Part 3: Monitoring the health of BIG-IP APM network access PPP connections with a periodic iCall handler
In this part, you monitor the health of PPP connections on the BIG-IP APM system by monitoring the frequency of a particular log message in the /var/log/apm file. In this log file, when the system is under high CPU load, you may observe different messages indicating users' VPN connections are disconnecting. For example:
- You observe multiple of the following messages where the PPP tunnel is started and closed immediately:
Mar 13 13:57:57 hostname.example notice tmm3[16095]: 01490505:5: /Common/accessPolicy_policy:Common:ee6e0ce7: PPP tunnel 0x5604775f7000 (ID: 2c4507ea) started. Mar 13 13:57:57 hostname.example notice tmm3[16095]: 01490505:5: /Common/accessPolicy_policy:Common:ee6e0ce7: PPP tunnel 0x560478482000 (ID: acf63e47) closed.
- You observe an unusually high rate of log messages indicating users' APM sessions terminated due to various reasons in a short span of time.
Mar 13 14:01:10 hostname.com notice tmm3[16095]: 01490567:5: /Common/AccessPolicy_policy:Common:a7cf25d9: Session deleted due to user inactivity.

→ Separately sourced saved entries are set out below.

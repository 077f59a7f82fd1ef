//! Sheet configuration module.
//!
//! Settings come from three layers, each merged key by key over the one below:
//!
//! ```text
//! stock defaults        ← SheetConfig::default()
//! config.toml           ← user file in the --config directory
//! command-line flags    ← Overrides
//! ```
//!
//! Every layer is a `toml::Value`, so a layer may set a single key of a
//! section (`[photo] width = 51`) and inherit the rest. The merged table is
//! deserialised and validated once, after the last layer.
//!
//! ## Configuration Options
//!
//! ```toml
//! # All options are optional - defaults shown below
//!
//! [page]
//! preset = "A4"            # A3, A4, A5, Letter, 4x6, 5x7, Custom
//!
//! [custom_page]
//! width = 100.0            # Millimetres, used when preset = "Custom"
//! height = 150.0
//!
//! [photo]
//! width = 35.0             # Millimetres
//! height = 45.0
//!
//! [export]
//! background = "#ffffff"   # Replaces transparent pixels of the cutout
//! quality = 90             # JPEG quality (1-100)
//! sheets = 1               # Identical pages in a PDF export
//! ```
//!
//! Unknown keys are rejected to catch typos early. This is the only place
//! user-supplied sizes are validated; the layout engine trusts its inputs.
//! Output densities are not configurable: see [`crate::units::Resolution`].

use crate::imaging::{Color, ExportSettings, Quality};
use crate::pages::{PagePreset, PageRegistry, PhysicalSize};
use serde::{Deserialize, Serialize};
use std::fs;
use std::path::Path;
use thiserror::Error;

/// Largest accepted page side, in millimetres.
pub const MAX_PAGE_MM: f64 = 2000.0;
/// Smallest accepted photo side, in millimetres.
pub const MIN_PHOTO_MM: f64 = 1.0;

#[derive(Error, Debug)]
pub enum ConfigError {
    #[error("IO error: {0}")]
    Io(#[from] std::io::Error),
    #[error("TOML parse error: {0}")]
    Toml(#[from] toml::de::Error),
    #[error("Config validation error: {0}")]
    Validation(String),
}

/// Sheet configuration loaded from `config.toml`.
#[derive(Debug, Clone, PartialEq, Serialize, Deserialize)]
#[serde(default, deny_unknown_fields)]
pub struct SheetConfig {
    /// Which page preset to lay out on.
    pub page: PageConfig,
    /// Size of the `Custom` page preset.
    pub custom_page: PhysicalSize,
    /// Target photo size.
    pub photo: PhysicalSize,
    /// Export settings.
    pub export: ExportConfig,
}

impl Default for SheetConfig {
    fn default() -> Self {
        Self {
            page: PageConfig::default(),
            custom_page: PhysicalSize::new(100.0, 150.0),
            photo: PhysicalSize::new(35.0, 45.0),
            export: ExportConfig::default(),
        }
    }
}

#[derive(Debug, Clone, PartialEq, Serialize, Deserialize)]
#[serde(default, deny_unknown_fields)]
pub struct PageConfig {
    /// Preset name, matched case-insensitively.
    pub preset: String,
}

impl Default for PageConfig {
    fn default() -> Self {
        Self {
            preset: PagePreset::A4.name().to_string(),
        }
    }
}

#[derive(Debug, Clone, PartialEq, Serialize, Deserialize)]
#[serde(default, deny_unknown_fields)]
pub struct ExportConfig {
    /// Hex colour placed behind the background-removed subject.
    pub background: String,
    /// JPEG encoding quality (1 = worst, 100 = best).
    pub quality: u32,
    /// Number of identical pages in a PDF export.
    pub sheets: u32,
}

impl Default for ExportConfig {
    fn default() -> Self {
        Self {
            background: "#ffffff".to_string(),
            quality: 90,
            sheets: 1,
        }
    }
}

/// Check a millimetre size against `[min, max]` on both sides.
fn validate_size(key: &str, size: PhysicalSize, min: f64, max: f64) -> Result<(), ConfigError> {
    if !size.is_valid() {
        return Err(ConfigError::Validation(format!(
            "{key} width and height must be positive"
        )));
    }
    if size.width < min || size.height < min || size.width > max || size.height > max {
        return Err(ConfigError::Validation(format!(
            "{key} sides must be between {min} and {max} mm, got {size}"
        )));
    }
    Ok(())
}

impl SheetConfig {
    /// Validate config values are within acceptable ranges.
    ///
    /// The size bounds keep every layout to a few hundred thousand cells.
    pub fn validate(&self) -> Result<(), ConfigError> {
        validate_size("custom_page", self.custom_page, f64::MIN_POSITIVE, MAX_PAGE_MM)?;
        validate_size("photo", self.photo, MIN_PHOTO_MM, MAX_PAGE_MM)?;
        self.page_preset()?;
        self.background()?;
        if !(1..=100).contains(&self.export.quality) {
            return Err(ConfigError::Validation(
                "export.quality must be 1-100".into(),
            ));
        }
        if self.export.sheets == 0 {
            return Err(ConfigError::Validation(
                "export.sheets must be at least 1".into(),
            ));
        }
        Ok(())
    }

    pub fn page_preset(&self) -> Result<PagePreset, ConfigError> {
        self.page
            .preset
            .parse()
            .map_err(|e| ConfigError::Validation(format!("page.preset: {e}")))
    }

    pub fn background(&self) -> Result<Color, ConfigError> {
        self.export
            .background
            .parse()
            .map_err(|e| ConfigError::Validation(format!("export.background: {e}")))
    }

    /// Page registry with this config's custom size.
    pub fn registry(&self) -> PageRegistry {
        PageRegistry::new(self.custom_page)
    }

    pub fn export_settings(&self) -> Result<ExportSettings, ConfigError> {
        Ok(ExportSettings {
            background: self.background()?,
            quality: Quality::new(self.export.quality),
            sheets: self.export.sheets,
        })
    }
}

// =============================================================================
// Command-line layer
// =============================================================================

/// Values given on the command line, merged over `config.toml`.
#[derive(Debug, Clone, Default, PartialEq)]
pub struct Overrides {
    pub page: Option<String>,
    /// Also selects the Custom preset unless `page` is set.
    pub custom_page: Option<PhysicalSize>,
    pub photo: Option<PhysicalSize>,
    pub background: Option<String>,
    pub quality: Option<u32>,
    pub sheets: Option<u32>,
}

fn size_table(size: PhysicalSize) -> toml::Value {
    let mut table = toml::Table::new();
    table.insert("width".into(), toml::Value::Float(size.width));
    table.insert("height".into(), toml::Value::Float(size.height));
    toml::Value::Table(table)
}

impl Overrides {
    /// Render the set flags as a sparse TOML table. Unset flags are absent,
    /// so they never mask a value from a lower layer.
    pub fn to_toml(&self) -> toml::Value {
        let mut root = toml::Table::new();

        let preset = match (&self.page, self.custom_page) {
            (Some(page), _) => Some(page.clone()),
            (None, Some(_)) => Some(PagePreset::Custom.name().to_string()),
            (None, None) => None,
        };
        if let Some(preset) = preset {
            let mut page = toml::Table::new();
            page.insert("preset".into(), toml::Value::String(preset));
            root.insert("page".into(), toml::Value::Table(page));
        }
        if let Some(size) = self.custom_page {
            root.insert("custom_page".into(), size_table(size));
        }
        if let Some(size) = self.photo {
            root.insert("photo".into(), size_table(size));
        }

        let mut export = toml::Table::new();
        if let Some(background) = &self.background {
            export.insert("background".into(), toml::Value::String(background.clone()));
        }
        if let Some(quality) = self.quality {
            export.insert("quality".into(), toml::Value::Integer(quality.into()));
        }
        if let Some(sheets) = self.sheets {
            export.insert("sheets".into(), toml::Value::Integer(sheets.into()));
        }
        if !export.is_empty() {
            root.insert("export".into(), toml::Value::Table(export));
        }

        toml::Value::Table(root)
    }
}

// =============================================================================
// Config loading, merging, and validation
// =============================================================================

/// Returns the stock default config as a `toml::Value::Table`.
///
/// This is the canonical representation of all default values, used as the
/// base layer for merging user overrides on top.
pub fn stock_defaults_value() -> toml::Value {
    toml::Value::try_from(SheetConfig::default()).expect("default config must serialize")
}

/// Recursively merge `overlay` on top of `base`.
///
/// - Tables are merged key-by-key (overlay keys override base keys).
/// - Non-table values in overlay replace base values entirely.
/// - Keys in base that are not in overlay are preserved.
pub fn merge_toml(base: toml::Value, overlay: toml::Value) -> toml::Value {
    match (base, overlay) {
        (toml::Value::Table(mut base_table), toml::Value::Table(overlay_table)) => {
            for (key, overlay_val) in overlay_table {
                let merged = match base_table.remove(&key) {
                    Some(base_val) => merge_toml(base_val, overlay_val),
                    None => overlay_val,
                };
                base_table.insert(key, merged);
            }
            toml::Value::Table(base_table)
        }
        (_, overlay) => overlay,
    }
}

/// Load a `config.toml` from a directory as a raw TOML value.
///
/// Returns `Ok(None)` if no `config.toml` exists in the directory.
/// Returns `Err` if the file exists but contains invalid TOML.
pub fn load_raw_config(path: &Path) -> Result<Option<toml::Value>, ConfigError> {
    let config_path = path.join("config.toml");
    if !config_path.exists() {
        return Ok(None);
    }
    let content = fs::read_to_string(&config_path)?;
    let value: toml::Value = toml::from_str(&content)?;
    Ok(Some(value))
}

/// Merge `layers` bottom to top, then deserialize and validate once.
pub fn resolve_config(
    base: toml::Value,
    layers: impl IntoIterator<Item = toml::Value>,
) -> Result<SheetConfig, ConfigError> {
    let merged = layers.into_iter().fold(base, merge_toml);
    let config: SheetConfig = merged.try_into()?;
    config.validate()?;
    Ok(config)
}

/// Load config from `config.toml` in the given directory, with no
/// command-line layer.
pub fn load_config(root: &Path) -> Result<SheetConfig, ConfigError> {
    load_config_with(root, &Overrides::default())
}

/// Stock defaults, then `root/config.toml`, then `overrides`.
pub fn load_config_with(root: &Path, overrides: &Overrides) -> Result<SheetConfig, ConfigError> {
    let file = load_raw_config(root)?;
    resolve_config(
        stock_defaults_value(),
        file.into_iter().chain([overrides.to_toml()]),
    )
}

/// Returns a fully-commented stock `config.toml` with all keys and explanations.
///
/// Used by the `gen-config` CLI command.
pub fn stock_config_toml() -> &'static str {
    r##"# idsheet configuration
# =====================
# All settings are optional. Remove or comment out any you don't need.
# Values shown below are the defaults. Unknown keys will cause an error.
# Command-line flags override anything set here.

# ---------------------------------------------------------------------------
# Page
# ---------------------------------------------------------------------------
[page]
# One of: A3, A4, A5, Letter, 4x6, 5x7, Custom
preset = "A4"

# Size of the Custom page, in millimetres (at most 2000 per side).
[custom_page]
width = 100.0
height = 150.0

# ---------------------------------------------------------------------------
# Photo
# ---------------------------------------------------------------------------
# Printed size of each copy, in millimetres (1 to 2000 per side).
# Passport 35 x 45, US visa 51 x 51, one-inch 25 x 35, two-inch 35 x 49.
[photo]
width = 35.0
height = 45.0

# ---------------------------------------------------------------------------
# Export
# ---------------------------------------------------------------------------
[export]
# Colour placed behind the subject where the cutout is transparent.
background = "#ffffff"

# JPEG quality (1 = worst, 100 = best).
quality = 90

# Identical pages in a PDF export.
sheets = 1
"##
}
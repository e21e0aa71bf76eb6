use std::path::Path;

/// Loads `.env` from the crate directory, then from the working directory.
pub fn init() {
    let _ = dotenvy::from_path(Path::new(
        format!("{}/.env", env!("CARGO_MANIFEST_DIR")).as_str(),
    ));
    dotenvy::dotenv().ok();
}
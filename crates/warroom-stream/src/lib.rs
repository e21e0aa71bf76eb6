//! Streaming response client for the WarRoom chat backend.
//!
//! Consumes newline-delimited, SSE-style streams, reassembles incremental
//! tokens into messages, coordinates the two response legs of a dual-AI
//! stream and rewrites vendor names into the product brand.
//!
//! # Single stream
//!
//! ```no_run
//! use std::sync::Arc;
//!
//! use warroom_stream::prelude::*;
//!
//! struct Print;
//!
//! impl SingleStreamHandler for Print {
//!     fn on_chunk(&mut self, delta: &str) {
//!         print!("{delta}");
//!     }
//!     fn on_complete(&mut self) {
//!         println!();
//!     }
//!     fn on_error(&mut self, message: &str) {
//!         eprintln!("stream failed: {message}");
//!     }
//! }
//!
//! # #[tokio::main(flavor = "current_thread")]
//! # async fn main() -> Result<(), StreamError> {
//! let client = StreamClient::builder(ClientConfig::from_env()?)
//!     .token_provider(Arc::new(StaticToken::new("token")?))
//!     .build()?;
//!
//! let turn = ChatTurn::new(vec![ChatMessage::user("Say hello")], TurnOptions::default())?;
//! let outcome = client.stream_single(&turn, Print).await?.finish().await?;
//! println!("{}", outcome.text());
//! # Ok(())
//! # }
//! ```

/// Bearer token collaborator.
pub mod auth;
/// Client entry points and builder.
pub mod client;
/// Client configuration.
pub mod config;
/// Dual-stream coordination.
pub mod coordinator;
/// Hooks for tolerated input.
pub mod diagnostics;
/// Public error types.
pub mod errors;
/// Brand content filter.
pub mod filter;
/// Line to event parsing.
pub mod frame;
/// Conversation and request body types.
pub mod message;
/// Logging setup for binaries.
pub mod observability;
/// Common imports for typical usage.
pub mod prelude;
/// Single-stream reconciliation.
pub mod reconciler;
/// Session tasks, handles and cancellation.
pub mod session;
/// Parsed stream events.
pub mod stream;
/// Byte transport and line decoding.
pub mod transport;

#[cfg(test)]
mod test_support;

pub use auth::{NoAuth, StaticToken, TokenProvider};
pub use client::{StreamClient, StreamClientBuilder, TurnOutcome};
pub use config::ClientConfig;
pub use coordinator::{
    CoordinatorState, DualOutcome, DualResponse, DualSessionState, DualStreamCoordinator,
    DualStreamHandler,
};
pub use diagnostics::{DiagnosticCounters, DiagnosticSink, DropReason, NoopDiagnostics};
pub use errors::{SessionFailure, StreamError};
pub use filter::{ContentFilter, DEFAULT_BRAND, filter_content};
pub use frame::FrameParser;
pub use message::{
    ChatMessage, ChatTurn, DualStreamRequest, LegTag, Role, SingleStreamRequest, TurnOptions,
};
pub use reconciler::{
    AccumulatorState, SingleOutcome, SingleStreamHandler, SingleStreamReconciler,
};
pub use session::{AbortHandle, SessionHandle};
pub use stream::StreamEvent;
pub use transport::{ByteStream, HttpTransport, LineDecoder, Transport, TransportRequest, line_stream};
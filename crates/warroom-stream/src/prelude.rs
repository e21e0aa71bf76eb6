//! Common imports for typical client usage.
pub use crate::{
    AbortHandle, ChatMessage, ChatTurn, ClientConfig, DualOutcome, DualStreamHandler, LegTag,
    SessionFailure, SessionHandle, SingleOutcome, SingleStreamHandler, StaticToken, StreamClient,
    StreamError, TokenProvider, TurnOptions, TurnOutcome,
};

- You observe an unusually high rate of log messages indicating different user apm session IDs are attempting to reconnect to network access, VPN.
Mar 13 12:18:13 hostname notice tmm1[16095]: 01490549:5: /Common/AP_policy:Common:2c321803: Assigned PPP Dynamic IPv4: 10.10.1.20 ID: 033d0635 Tunnel Type: VPN_TUNNELTYPE_TLS NA Resource: /Common/AP_policy_na_res Client IP: 172.2.2.2 – Reconnect
In this article, you monitor the Reconnect message in the last example because it indicates that the VPN connection terminated and the client system still wants to reconnect. When this happens for several users and repeatedly, it usually indicates that the issue is not related to the client side. The next question is, what is an unusually high rate of reconnect messages, taking into account the fact that some reconnects may be due to reasons on the client side and not due to high load on the system.
You can create a periodic iCall handler to run a script once every minute. Each time the script runs, it uses grep to find the total number of Reconnect log messages that happened over the last 3 minutes for example. When the average number of entries per minute exceeds a configured threshold, the system can take appropriate action. The following describes the procedures:
- Creating an iCall script to monitor the rate of reconnect messages
- Creating a periodic iCall handler to run the iCall script once a minute
- Testing the implementation using logger
1. Creating an iCall script to monitor the rate of reconnect messages
The example script uses the following values:
- Periodic handler interval 1 minute: This runs the script once a minute to grep the number of reconnect messages logged in the last 3.0 minutes.
- Period 3.0 minutes: The script greps for the Reconnect messages logged in the last three minutes.
- Critical threshold value 4: When the average number of Reconnect messages per minute exceeds four or a total of 12 in the last three minutes, the system logs a critical message in the /var/log/apm file.
- Alert threshold value 7: When the average number of Reconnect messages per minute exceeds seven or a total of 21 in the last three minutes, the system logs an alert message and requires immediate action.
- Emergency threshold 10: When the BIG-IP system is logging 10 Reconnect messages or more every minute for the last three minutes or a total of 30 messages, the system logs an emergency message, indicating the system is unusable.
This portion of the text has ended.